If you’re responsible for helping make a product reality, then it’s also your responsibility to uncover what’s going to make that product useful, usable and valuable, to both users and to your client’s business. In other words, it’s your job to identify the strategy behind the work you’re doing and make sure you’re solving the right problems.
The best way to do that, of course, is the UX Interview. Talk to the people who have the most to gain (or lose) from your work: stakeholders and users. These interviews are typically the place where you begin planting seeds of UX success — or failure. There are only two possible outcomes here:
- You correctly identify and address user needs and business objectives, and you deliver an experience that is the answer to someone’s prayer.
- You don’t do enough digging, or skip the interviews and guess wrong, and you end up solving problems no one on either side really cares about. Which turns the product into everyone’s worst nightmare, including yours.
There are 5 rules I follow religiously for making sure that last scenario doesn’t happen. Here they are:
1. Let go of every preconception you have.
They will only serve to alter your perception of what you’re hearing. Objectivity is notimpossible; it’s actually little more than ingrained habit that comes from discipline. While you’ll certainly form an immediate opinion of how to make something better when you see it, you must practice the art of putting those impressions, ideas and opinions aside.
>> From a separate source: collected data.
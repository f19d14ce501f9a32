// branchbot: per-commit branch automation
//
// SPDX-FileCopyrightText: 2026 Romeo Ahmed
// SPDX-License-Identifier: GPL-3.0-or-later

//! Webhook delivery gate.
//!
//! ```text
//! WebhookDelivery { event, delivery_id, signature(s), body }
//!     |
//!     v
//! verify()   secret? -> signature? -> event? -> delivery id? -> HMAC
//!     |        401        401          422        401           401
//!     v
//! Orchestrator::handle_delivery()
//!     |
//!     v
//! WebhookResponse::from_result()
//!     Ignored(UnsupportedEvent)  200 "Pong!"
//!     Ignored(OwnBranch)         200 "Created by branchbot"
//!     Completed                  200 "Done!"
//!     malformed JSON             400 "Invalid body"
//!     any other error            400 <error text>
//! ```

use hmac::digest::KeyInit;
use hmac::{Hmac, Mac};
use sha1::Sha1;
use sha2::Sha256;
use tracing::{info, warn};

use crate::error::{BotError, BotResult, ValidationError, WebhookError};
use crate::orchestrator::{IgnoreReason, Orchestrator, RunOutcome};

type HmacSha1 = Hmac<Sha1>;
type HmacSha256 = Hmac<Sha256>;

/// One inbound webhook delivery.
#[derive(Debug, Clone, Default)]
pub struct WebhookDelivery {
    /// `X-GitHub-Event`
    pub event: Option<String>,
    /// `X-GitHub-Delivery`
    pub delivery_id: Option<String>,
    /// `X-Hub-Signature` (`sha1=<hex>`)
    pub signature: Option<String>,
    /// `X-Hub-Signature-256` (`sha256=<hex>`)
    pub signature_256: Option<String>,
    pub body: Vec<u8>,
}

/// Signature algorithms accepted on deliveries.
#[derive(Debug, Clone, Copy, PartialEq, Eq)]
pub enum SignatureAlgorithm {
    Sha1,
    Sha256,
}

impl SignatureAlgorithm {
    const fn prefix(self) -> &'static str {
        match self {
            Self::Sha1 => "sha1=",
            Self::Sha256 => "sha256=",
        }
    }
}

fn keyed_mac<M: Mac + KeyInit>(secret: &str, body: &[u8]) -> Option<M> {
    let mut mac = <M as Mac>::new_from_slice(secret.as_bytes()).ok()?;
    mac.update(body);
    Some(mac)
}

/// Computes the signature header value for `body`.
#[must_use]
pub fn sign(algorithm: SignatureAlgorithm, secret: &str, body: &[u8]) -> Option<String> {
    let digest = match algorithm {
        SignatureAlgorithm::Sha1 => keyed_mac::<HmacSha1>(secret, body)?
            .finalize()
            .into_bytes()
            .to_vec(),
        SignatureAlgorithm::Sha256 => keyed_mac::<HmacSha256>(secret, body)?
            .finalize()
            .into_bytes()
            .to_vec(),
    };
    Some(format!("{}{}", algorithm.prefix(), hex::encode(digest)))
}

fn verify_signature(
    algorithm: SignatureAlgorithm,
    secret: &str,
    header: &str,
    body: &[u8],
) -> Result<(), WebhookError> {
    let sig_hex = header.strip_prefix(algorithm.prefix()).ok_or_else(|| {
        WebhookError::MalformedSignature(format!("expected '{}' prefix", algorithm.prefix()))
    })?;
    let sig_bytes = hex::decode(sig_hex)
        .map_err(|e| WebhookError::MalformedSignature(format!("invalid hex: {e}")))?;

    // verify_slice compares in constant time
    let verified = match algorithm {
        SignatureAlgorithm::Sha1 => keyed_mac::<HmacSha1>(secret, body)
            .is_some_and(|mac| mac.verify_slice(&sig_bytes).is_ok()),
        SignatureAlgorithm::Sha256 => keyed_mac::<HmacSha256>(secret, body)
            .is_some_and(|mac| mac.verify_slice(&sig_bytes).is_ok()),
    };

    if verified {
        Ok(())
    } else {
        Err(WebhookError::SignatureMismatch)
    }
}

/// Checks headers and signature of `delivery`.
///
/// `X-Hub-Signature-256` is preferred when both signatures are present.
///
/// # Errors
///
/// Returns the first failing check as a `WebhookError`.
pub fn verify(delivery: &WebhookDelivery, secret: Option<&str>) -> Result<(), WebhookError> {
    let secret = secret.ok_or(WebhookError::MissingSecret)?;

    let (algorithm, header) = match (&delivery.signature_256, &delivery.signature) {
        (Some(sig), _) => (SignatureAlgorithm::Sha256, sig),
        (None, Some(sig)) => (SignatureAlgorithm::Sha1, sig),
        (None, None) => return Err(WebhookError::MissingSignature),
    };
    if delivery.event.as_deref().is_none_or(str::is_empty) {
        return Err(WebhookError::MissingEvent);
    }
    if delivery.delivery_id.as_deref().is_none_or(str::is_empty) {
        return Err(WebhookError::MissingDelivery);
    }

    verify_signature(algorithm, secret, header, &delivery.body)
}

/// Status code and plain-text body returned to the sender.
#[derive(Debug, Clone, PartialEq, Eq)]
pub struct WebhookResponse {
    pub status: u16,
    pub body: String,
}

impl WebhookResponse {
    fn new(status: u16, body: impl Into<String>) -> Self {
        Self {
            status,
            body: body.into(),
        }
    }

    #[must_use]
    pub const fn is_success(&self) -> bool {
        self.status >= 200 && self.status < 300
    }

    /// Maps a delivery result to the response.
    #[must_use]
    pub fn from_result(result: &BotResult<RunOutcome>) -> Self {
        match result {
            Ok(RunOutcome::Ignored(IgnoreReason::UnsupportedEvent(_))) => Self::new(200, "Pong!"),
            Ok(RunOutcome::Ignored(IgnoreReason::OwnBranch(_))) => {
                Self::new(200, concat!("Created by ", env!("CARGO_PKG_NAME")))
            }
            Ok(RunOutcome::Completed { .. }) => Self::new(200, "Done!"),
            Err(BotError::Validation(e))
                if matches!(**e, ValidationError::MalformedPayload { .. }) =>
            {
                Self::new(400, "Invalid body")
            }
            Err(BotError::Webhook(e)) => Self::new(e.status_code(), e.to_string()),
            Err(e) => Self::new(400, e.to_string()),
        }
    }
}

impl From<WebhookError> for WebhookResponse {
    fn from(err: WebhookError) -> Self {
        Self::new(err.status_code(), err.to_string())
    }
}

/// Verifies deliveries and hands them to the orchestrator.
pub struct WebhookGate {
    secret: Option<String>,
    orchestrator: Orchestrator,
}

impl WebhookGate {
    pub fn new(secret: Option<String>, orchestrator: Orchestrator) -> Self {
        Self {
            secret,
            orchestrator,
        }
    }

    /// Processes one delivery end to end.
    pub async fn handle(&self, delivery: &WebhookDelivery) -> WebhookResponse {
        if let Err(e) = verify(delivery, self.secret.as_deref()) {
            warn!(error = %e, "rejected webhook delivery");
            return e.into();
        }

        let event = delivery.event.as_deref().unwrap_or_default();
        let delivery_id = delivery.delivery_id.as_deref().unwrap_or_default();
        info!(event, delivery = delivery_id, "webhook delivery accepted");

        let result = self.orchestrator.handle_delivery(event, &delivery.body).await;
        let response = WebhookResponse::from_result(&result);
        info!(status = response.status, "webhook delivery handled");
        response
    }
}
These reactions are based solely on instinctive personal preference, not on any hard evidence regarding what users expect or what the business hopes to achieve. You don’t know they’re important — you’re guessing they are. Put them aside, because that guesswork will not help you or your client.
2. Listen more than you talk.
Your role here is not to solve problems or suggest solutions, it’s to get unbiased information. So don’t give the interviewee advice or try to push them in any particular direction. Just let them answer the question and listen.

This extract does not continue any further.